Мама вела себя так, будто ничего не произошло. Когда я сказала ей, что надо назначить время для сдачи анализов, мама ответила, что все будет хорошо и мне не о чем волноваться.
В течение следующих нескольких недель к процессу подключился Тедди. Он подошел к этому вопросу как к рабочему проекту – методично, последовательно и спокойно. Он назначил маме консультации у лучших специалистов в Вашингтоне, потом Балтиморе, а потом и в Нью-Йорке.
После посещения большого количества докторов, а также китайского специалиста народной медицины, который посмотрел на мамин язык и поставил ей такой же диагноз, что и все остальные, мама заявила, что не хочет лечиться.

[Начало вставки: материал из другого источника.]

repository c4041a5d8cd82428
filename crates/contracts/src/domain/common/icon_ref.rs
use serde::{Deserialize, Serialize};

/// Ссылка на иконку: адрес картинки или встроенная SVG-разметка
///
/// API отдаёт оба варианта в одном строковом поле. Строка, начинающаяся
/// с `<`, считается разметкой; всё остальное считается адресом.
#[derive(Debug, Clone, PartialEq, Eq, Serialize, Deserialize)]
#[serde(from = "Option<String>", into = "String")]
pub enum IconRef {
    Url(String),
    InlineSvg(String),
}

impl IconRef {
    pub fn is_empty(&self) -> bool {
        match self {
            IconRef::Url(url) => url.is_empty(),
            IconRef::InlineSvg(markup) => markup.trim().is_empty(),
        }
    }
}

impl Default for IconRef {
    fn default() -> Self {
        IconRef::Url(String::new())
    }
}

impl From<String> for IconRef {
    fn from(raw: String) -> Self {
        if raw.trim_start().starts_with('<') {
            IconRef::InlineSvg(raw)
        } else {
            IconRef::Url(raw.trim().to_string())
        }
    }
}

impl From<Option<String>> for IconRef {
    fn from(raw: Option<String>) -> Self {
        raw.map(IconRef::from).unwrap_or_default()
    }
}

impl From<IconRef> for String {
    fn from(icon: IconRef) -> Self {
        match icon {
            IconRef::Url(s) | IconRef::InlineSvg(s) => s,
        }
    }
}
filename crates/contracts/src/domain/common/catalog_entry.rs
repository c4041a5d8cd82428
/// Трейт для элемента каталога валют
///
/// Каталог выбирается по строковому ключу, поэтому каждый элемент обязан
/// предоставить ключ, подпись для выпадающего списка и метаданные каталога.
pub trait CatalogEntry {
    /// Ключ выбора (уникален в пределах загруженного каталога)
    fn catalog_key(&self) -> &str;

    /// Подпись элемента в выпадающем списке
    fn option_label(&self) -> String;

    /// Имя каталога в API (например, "crypto-currencies")
    fn catalog_name() -> &'static str;

    /// Подпись пустого варианта выбора
    fn placeholder_label() -> &'static str;
}
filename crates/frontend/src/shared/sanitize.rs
//! Sanitization of inline SVG icons delivered by the currency API.

/// Clean inline SVG markup before it is injected into the page.
///
/// Rules:
/// - Only basic SVG shape/gradient tags survive
/// - `<script>`, `<foreignObject>` and HTML tags are dropped
/// - `on*` attributes and `style` are dropped
/// - `href` / `xlink:href` are not allowed at all
pub fn sanitize_svg(markup: &str) -> String {
    ammonia::Builder::new()
        .tags(maplit::hashset![
            "svg", "g", "path", "circle", "rect", "ellipse", "line", "polygon", "polyline",
            "defs", "linearGradient", "radialGradient", "stop", "clipPath", "mask", "title",
        ])
        .generic_attributes(maplit::hashset![
            "id", "class", "viewBox", "width", "height", "x", "y", "x1", "y1", "x2", "y2",
            "cx", "cy", "r", "rx", "ry", "d", "points", "transform", "fill", "fill-rule",
            "clip-rule", "clip-path", "mask", "stroke", "stroke-width", "stroke-linecap",
            "stroke-linejoin", "opacity", "fill-opacity", "stop-color", "stop-opacity",
            "offset", "gradientUnits", "gradientTransform",
        ])
        .clean(markup)
        .to_string()
}

#[cfg(test)]
mod tests {
    use super::*;

    #[test]
    fn test_keeps_shapes() {
        let clean = sanitize_svg(
            r##"<svg viewBox="0 0 20 20"><circle cx="10" cy="10" r="10" fill="#039"></circle><path d="M0 0h20"></path></svg>"##,
        );
        assert!(clean.contains("<svg"));
        assert!(clean.contains("<circle"));
        assert!(clean.contains("<path"));
        assert!(clean.contains("M0 0h20"));
    }

    #[test]
    fn test_drops_scripts_and_handlers() {
        let clean = sanitize_svg(
            r#"<svg onload="alert(1)"><script>alert(2)</script><path d="M0 0" onclick="steal()"></path></svg>"#,
        );
        assert!(!clean.contains("script"));
        assert!(!clean.contains("alert"));
        assert!(!clean.contains("onload"));
        assert!(!clean.contains("onclick"));
        assert!(clean.contains("<path"));
    }

    #[test]
    fn test_drops_foreign_html() {
        let clean = sanitize_svg(r#"<img src="x" onerror="alert(1)"><b>bold</b>"#);
        assert!(!clean.contains("<img"));
        assert!(!clean.contains("<b>"));
        assert!(!clean.contains("onerror"));
    }
}
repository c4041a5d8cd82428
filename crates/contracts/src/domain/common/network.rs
use super::lenient::null_as_default;
use serde::{Deserialize, Deserializer, Serialize};
use serde_json::Value;
use std::collections::BTreeSet;

/// Блокчейн-сеть, в которой обращается криптовалюта
#[derive(Debug, Clone, Default, PartialEq, Eq, Serialize, Deserialize)]
pub struct CurrencyNetwork {
    #[serde(default, deserialize_with = "null_as_default")]
    pub name: String,

    #[serde(rename = "chainId", default, deserialize_with = "deserialize_chain_id")]
    pub chain_id: Option<String>,

    /// Фиатные валюты, с которыми сеть не работает
    #[serde(
        rename = "fiatCurrenciesNotSupported",
        default,
        deserialize_with = "deserialize_fiat_exclusions"
    )]
    pub fiat_exclusions: BTreeSet<String>,
}

impl CurrencyNetwork {
    pub fn excludes_fiat(&self, symbol: &str) -> bool {
        self.fiat_exclusions.contains(symbol)
    }
}

// ============================================================================
// Wire decoding
// ============================================================================

/// chainId приходит строкой, числом или null
fn deserialize_chain_id<'de, D>(deserializer: D) -> Result<Option<String>, D::Error>
where
    D: Deserializer<'de>,
{
    let raw = Option::<Value>::deserialize(deserializer)?;
    Ok(match raw {
        Some(Value::String(s)) if !s.is_empty() => Some(s),
        Some(Value::Number(n)) => Some(n.to_string()),
        _ => None,
    })
}

#[derive(Deserialize)]
#[serde(untagged)]
enum FiatExclusionWire {
    Symbol(String),
    Detailed {
        #[serde(rename = "fiatCurrency")]
        fiat_currency: String,
    },
}

fn deserialize_fiat_exclusions<'de, D>(deserializer: D) -> Result<BTreeSet<String>, D::Error>
where
    D: Deserializer<'de>,
{
    let raw = Option::<Vec<FiatExclusionWire>>::deserialize(deserializer)?;
    Ok(raw
        .unwrap_or_default()
        .into_iter()
        .map(|entry| match entry {
            FiatExclusionWire::Symbol(symbol) => symbol,
            FiatExclusionWire::Detailed { fiat_currency } => fiat_currency,
        })
        .collect())
}
use super::api;
use super::error::CatalogLoadFailure;
use super::state::{LoadedCatalogs, PageView, SelectOption, SelectionState};
use crate::shared::config::ApiConfig;
use contracts::domain::a001_crypto_asset::aggregate::CryptoAsset;
use contracts::domain::a002_fiat_currency::aggregate::FiatCurrency;
use leptos::prelude::*;

/// ViewModel for the currency selection page
#[derive(Clone, Copy)]
pub struct CurrencySelectionViewModel {
    pub state: RwSignal<SelectionState>,
}

impl CurrencySelectionViewModel {
    pub fn new() -> Self {
        Self {
            state: RwSignal::new(SelectionState::new()),
        }
    }

    /// Load both catalogs once. A result that arrives after the page was
    /// disposed is dropped.
    pub fn initialize(&self, api: ApiConfig) {
        let vm = *self;
        wasm_bindgen_futures::spawn_local(async move {
            let result = api::fetch_catalogs(&api).await;
            vm.apply_load_result(result);
        });
    }

    /// Returns `false` when the result was not applied: either the page is
    /// already disposed (the signal no longer exists) or it already loaded.
    pub fn apply_load_result(&self, result: Result<LoadedCatalogs, CatalogLoadFailure>) -> bool {
        match self.state.try_update(|s| s.apply_load_result(result)) {
            Some(applied) => applied,
            None => {
                log::warn!("Currency catalogs arrived after the page was closed; discarded");
                false
            }
        }
    }

    pub fn select_crypto(&self, display_id: &str) {
        self.state.update(|s| s.select_crypto(display_id));
    }

    pub fn select_fiat(&self, symbol: &str) {
        self.state.update(|s| s.select_fiat(symbol));
    }

    pub fn page_view(&self) -> PageView {
        self.state.with(|s| s.page_view())
    }

    pub fn selected_crypto(&self) -> Option<CryptoAsset> {
        self.state.with(|s| s.selected_crypto().cloned())
    }

    pub fn selected_fiat(&self) -> Option<FiatCurrency> {
        self.state.with(|s| s.selected_fiat().cloned())
    }

    pub fn crypto_value(&self) -> String {
        self.state.with(|s| s.crypto_value())
    }

    pub fn fiat_value(&self) -> String {
        self.state.with(|s| s.fiat_value())
    }

    pub fn crypto_options(&self) -> Vec<SelectOption> {
        self.state.with(|s| s.crypto_options())
    }

    pub fn fiat_options(&self) -> Vec<SelectOption> {
        self.state.with(|s| s.fiat_options())
    }

    /// Notice text for a crypto/fiat pair the network does not support
    pub fn unsupported_pair_notice(&self) -> Option<String> {
        self.state.with(|s| {
            s.unsupported_pair().map(|(crypto, fiat)| {
                format!(
                    "{} on {} cannot be bought with {}",
                    crypto.symbol, crypto.network.name, fiat.symbol
                )
            })
        })
    }
}

impl Default for CurrencySelectionViewModel {
    fn default() -> Self {
        Self::new()
    }
}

– Чему быть, того не миновать, – сказала она мне однажды вечером, когда я подала ей на тарелке кусочек запеканки с тунцом, которую принес нам кто-то из соседей.
Я положила ей большой кусок, хотя знала, что у нее нет аппетита и она съест совсем немного.

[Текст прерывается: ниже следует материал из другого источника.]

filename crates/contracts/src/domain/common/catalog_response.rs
use serde::{Deserialize, Serialize};

/// Конверт ответа API каталогов: `{ "response": [ ... ] }`
#[derive(Debug, Clone, Serialize, Deserialize)]
pub struct CatalogResponse<T> {
    pub response: Vec<T>,
}
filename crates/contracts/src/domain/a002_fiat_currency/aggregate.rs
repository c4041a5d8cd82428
use crate::domain::common::lenient::null_as_default;
use crate::domain::common::{CatalogEntry, CurrencyNetwork, IconRef};
use serde::{Deserialize, Serialize};
use serde_json::{Map, Value};

// ============================================================================
// Aggregate
// ============================================================================

/// Фиатная валюта из каталога поддерживаемых валют
#[derive(Debug, Clone, PartialEq, Serialize, Deserialize)]
pub struct FiatCurrency {
    /// Код валюты (ключ выбора), например "USD"
    pub symbol: String,

    #[serde(default, deserialize_with = "null_as_default")]
    pub name: String,

    /// Обычно встроенный SVG флага
    #[serde(rename = "icon", default)]
    pub icon: IconRef,

    /// Способы оплаты в порядке, заданном API
    #[serde(rename = "paymentOptions", default, deserialize_with = "null_as_default")]
    pub payment_methods: Vec<PaymentMethod>,

    #[serde(default, deserialize_with = "null_as_default")]
    pub network: CurrencyNetwork,

    #[serde(flatten)]
    pub extra: Map<String, Value>,
}

// ============================================================================
// Nested entity
// ============================================================================

/// Способ оплаты, доступный для фиатной валюты
#[derive(Debug, Clone, PartialEq, Serialize, Deserialize)]
pub struct PaymentMethod {
    #[serde(default, deserialize_with = "null_as_default")]
    pub name: String,

    #[serde(rename = "processingTime", default, deserialize_with = "null_as_default")]
    pub processing_time: String,

    #[serde(default)]
    pub icon: IconRef,

    #[serde(flatten)]
    pub extra: Map<String, Value>,
}

impl PaymentMethod {
    /// Строка вида "Card - 5 min"
    pub fn summary(&self) -> String {
        format!("{} - {}", self.name, self.processing_time)
    }
}

impl CatalogEntry for FiatCurrency {
    fn catalog_key(&self) -> &str {
        &self.symbol
    }

    fn option_label(&self) -> String {
        format!("{} ({})", self.name, self.symbol)
    }

    fn catalog_name() -> &'static str {
        "fiat-currencies"
    }

    fn placeholder_label() -> &'static str {
        "Select a fiat currency"
    }
}
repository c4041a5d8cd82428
pub mod aggregate;
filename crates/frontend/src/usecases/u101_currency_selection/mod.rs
pub mod api;
pub mod error;
pub mod state;
pub mod view;
pub mod view_model;

pub use view::CurrencySelectionPage;
pub mod config;
pub mod icon_view;
pub mod icons;
pub mod sanitize;
use thiserror::Error;

/// Failure to load one of the two currency catalogs.
///
/// Logged and swallowed by the page; never shown to the user.
#[derive(Debug, Clone, PartialEq, Eq, Error)]
pub enum CatalogLoadFailure {
    #[error("request for {catalog} failed: {message}")]
    Transport {
        catalog: &'static str,
        message: String,
    },

    #[error("{catalog} responded with HTTP {status}")]
    Status { catalog: &'static str, status: u16 },

    #[error("{catalog} response could not be decoded: {message}")]
    Decode {
        catalog: &'static str,
        message: String,
    },
}

impl CatalogLoadFailure {
    pub fn catalog(&self) -> &'static str {
        match self {
            CatalogLoadFailure::Transport { catalog, .. }
            | CatalogLoadFailure::Status { catalog, .. }
            | CatalogLoadFailure::Decode { catalog, .. } => catalog,
        }
    }
}
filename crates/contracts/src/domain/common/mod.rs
//! Common types and traits for both currency catalogs

pub mod catalog;
pub mod catalog_entry;
pub mod catalog_response;
pub mod icon_ref;
pub mod lenient;
pub mod network;

// Re-exports
pub use catalog::Catalog;
pub use catalog_entry::CatalogEntry;
pub use catalog_response::CatalogResponse;
pub use icon_ref::IconRef;
pub use network::CurrencyNetwork;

– Это ты о чем: «чему быть, того не миновать»? – переспросила я.
– К тому, что я больше не жилец на этом свете.
– Не жилец?
– Нет, не жилец.
Я поставила на стол блюдо из термостойкого стекла, в котором была запеканка, с такой силой, что стекло треснуло.
Мама протянула ко мне руку, но я не взяла ее и выбежала из дома.

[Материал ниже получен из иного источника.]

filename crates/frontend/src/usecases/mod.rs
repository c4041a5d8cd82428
pub mod u101_currency_selection;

Когда я вернулась в тот вечер домой, Тедди уже ушел, а мама сидела за кухонным столом. Я ушла в спальню, не сказав ей ни слова. Я была зла на нее, на себя и на весь мир.
Оглядываясь назад, я очень сожалею о том, что тогда не взяла ее руку и не попросила у нее прощения.
Я считала, что у меня еще есть время и я все успею. Успею загладить свою вину, успею сказать, что поддерживаю любые ее решения, успею сказать, как люблю ее, и обнять, чего не делала с самого детства. Но времени никогда не хватает.
В церкви Иоанна Крестителя собрались друзья и знакомые мамы, о существовании которых я даже не подозревала. Эти люди выражали мне соболезнования и рассказывали о маме то, что я хотела бы знать, пока она была еще жива.
Мы рассказываем о себе окружающим, даже самым близким, только то, что мы хотим, чтобы о нас знали. У каждого из нас есть свои секреты. Мамин секрет заключался в том, что она была очень щедра. Я узнала, что она практически бесплатно шила и чинила одежду для жителей нашего района. Она перешила костюм ветерану войны для того, чтобы он мог прилично одеться на собеседование о приеме на работу кассиром в аптеке Peoples Drug, починила свадебное платье женщине, которая могла купить только порванное, с пятном от вина платье в магазине Армии Спасения, зашила комбинезон рабочему с завода бутилированных напитков и штопала носки престарелой вдовы, которая скучала по человеческому общению.
Я узнала кое-что о желтом платье на выпускной бал, которое мама шила в прошлом году. Оказывается, это платье было подарком. Дочка миссис Халперн пришла в нем на мамины похороны, и я поразилась тому, насколько красивым было то платье, а также тому, каким добрым было сердце моей мамы.
Маму положили в гроб в черном платье с рукавами, вышитыми цветами из бисера. Это платье было еще одним маминым секретом. Я не знаю, как долго она его шила. Но я знала, что мама хотела, чтобы ее похоронили именно в этом платье, потому что в то утро, когда она не проснулась, в ее спальне на спинке кресла-качалки я нашла его сложенным и отглаженным.